Wednesday, October 21, 2009

Nerve Blocks

Within the last six weeks, I have had two nerve blocks in an attempt to alleviate some of the pain in my lower back and right leg. Thankfully, they have somewhat worked. The pain in my leg is not nearly as bad or persistent as it once was, but pain at the injection site is not much fun. It seems to hang on for a good while after each injection. Of course, when I'm having the block done they give me what I call "joy juice". I don't feel much and remember even less.
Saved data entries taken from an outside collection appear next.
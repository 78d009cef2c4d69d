use crate::state::messages::NetworkRequest;
use std::time::Duration;
use tokio::sync::mpsc;
use tokio::time::interval;

/// Re-polls today's league schedule and the focus club's game on separate
/// cadences. Rankings are only reloaded on demand.
pub struct PeriodicRefresher {
    network_requests: mpsc::Sender<NetworkRequest>,
    today_every: Duration,
    focus_every: Duration,
}

impl PeriodicRefresher {
    pub fn new(
        network_requests: mpsc::Sender<NetworkRequest>,
        today_every: Duration,
        focus_every: Duration,
    ) -> Self {
        Self { network_requests, today_every, focus_every }
    }

    pub async fn run(self) {
        let mut today_interval = interval(self.today_every);
        let mut focus_interval = interval(self.focus_every);
        // Skip the immediate first ticks so startup loading isn't double-triggered.
        today_interval.tick().await;
        focus_interval.tick().await;

        loop {
            let request = tokio::select! {
                _ = today_interval.tick() => NetworkRequest::RefreshToday,
                _ = focus_interval.tick() => NetworkRequest::RefreshFocus,
            };
            if self.network_requests.send(request).await.is_err() {
                break;
            }
        }
    }
}
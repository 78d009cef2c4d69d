use crate::state::network::LoadingState;
use crossterm::event::KeyEvent;
use nhl_api::detail::{GameCenter, PlayerProfile};
use nhl_api::ranking::{MomentumComparison, Ranking};
use nhl_api::schedule::{FocusGame, FocusStatus, LiveSnapshot};
use nhl_api::{GoalieRecord, PlayerSearchResult, SkaterRecord, TeamRecord, TodayGame};

#[derive(Debug, Clone)]
pub enum NetworkRequest {
    LoadSkaters,
    LoadGoalies,
    LoadTeams,
    RefreshToday,
    RefreshFocus,
    SearchPlayers { query: String },
    LoadPlayer { player_id: u64 },
    LoadGameCenter { game_id: u64 },
    /// Recent-games window for every later ranking request.
    SetWindow { window: usize },
    /// Drop cached responses so the next requests hit the network.
    ClearCache,
}

#[derive(Debug)]
pub enum NetworkResponse {
    LoadingStateChanged { loading_state: LoadingState },
    /// Rankings carry the window they were computed over.
    SkatersLoaded { ranking: Ranking<SkaterRecord>, window: usize },
    GoaliesLoaded { ranking: Ranking<GoalieRecord>, window: usize },
    TeamsLoaded { ranking: Ranking<TeamRecord>, window: usize },
    TodayLoaded { games: Vec<TodayGame> },
    FocusLoaded { focus: Box<FocusView> },
    SearchResults { query: String, results: Vec<PlayerSearchResult> },
    PlayerLoaded { profile: Box<PlayerProfile> },
    GameCenterLoaded { center: Box<GameCenter> },
    Ack,
    Error { message: String },
}

impl NetworkResponse {
    /// Rankings report base failures in-band; count those as errors too.
    pub fn is_ok(&self) -> bool {
        match self {
            NetworkResponse::SkatersLoaded { ranking, .. } => ranking.is_ok(),
            NetworkResponse::GoaliesLoaded { ranking, .. } => ranking.is_ok(),
            NetworkResponse::TeamsLoaded { ranking, .. } => ranking.is_ok(),
            NetworkResponse::Error { .. } => false,
            _ => true,
        }
    }
}

/// Everything the Focus tab shows for one club.
#[derive(Debug, Clone)]
pub struct FocusView {
    pub team: String,
    pub week: Vec<FocusGame>,
    pub status: FocusStatus,
    pub live: Option<LiveSnapshot>,
    pub comparison: MomentumComparison,
    pub roster: Vec<SkaterRecord>,
}

#[derive(Debug, Clone)]
pub enum UiEvent {
    KeyPressed(KeyEvent),
    Resize,
    AppStarted,
}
In thinking about this, I've begun to wonder what would happen if I had a "spiritual nerve block". Those thoughts led to this:

"Spiritual Nerve Block"

This day was like many others
Full of work, family and friends.
Same things that were done the day before,
The day before that, to no end.

Some folks say that I'm in a terrible rut,
I must say that I truly agree.
Today is the same as yesterday
Tomorrow will most likely be.

Maybe I'll try something new to me.
Something that maybe is wrong.
It won't hurt to try it once in a while.
Who will know if they don't go along.

There's this pang that I have, it's called conscience
"Can I hide it", I ask quite aloud.
Another voice hollers around me.
"Sure I'll help you, it will make me feel proud."

He continued that I'll need a nerve block.
To halt this old conscience inside.
"It only will take just a minute.
There's no pain. No, I never have lied."

So I trusted this voice I was hearing
He gave me a shot of "joy juice".
Told me I'd feel like a million,
The old conscience would be of no use.

After I had the procedure
I found that this voice was quite right.
All of the things I had wanted
Came quite easy, most generally at night.

There was however a problem
Even though my conscience seemed dead,
So did all of the rest of me,
No kind thoughts in my now vacant head.

There were voids in me and I now wondered
If I ever would fill them again.
This life I had chose seemed empty.
It was not what I'd thought, this thing sin.

So I sent for this voice to confront him
And to ask him to be on the level.
He said to me, "Quite impossible.
"You see", he said, "I am the Devil".

"When I gave you the nerve block you wanted,
All the things that filled up your soul,
Went right out the door with your conscience.
You'll just have to choose quite different goals."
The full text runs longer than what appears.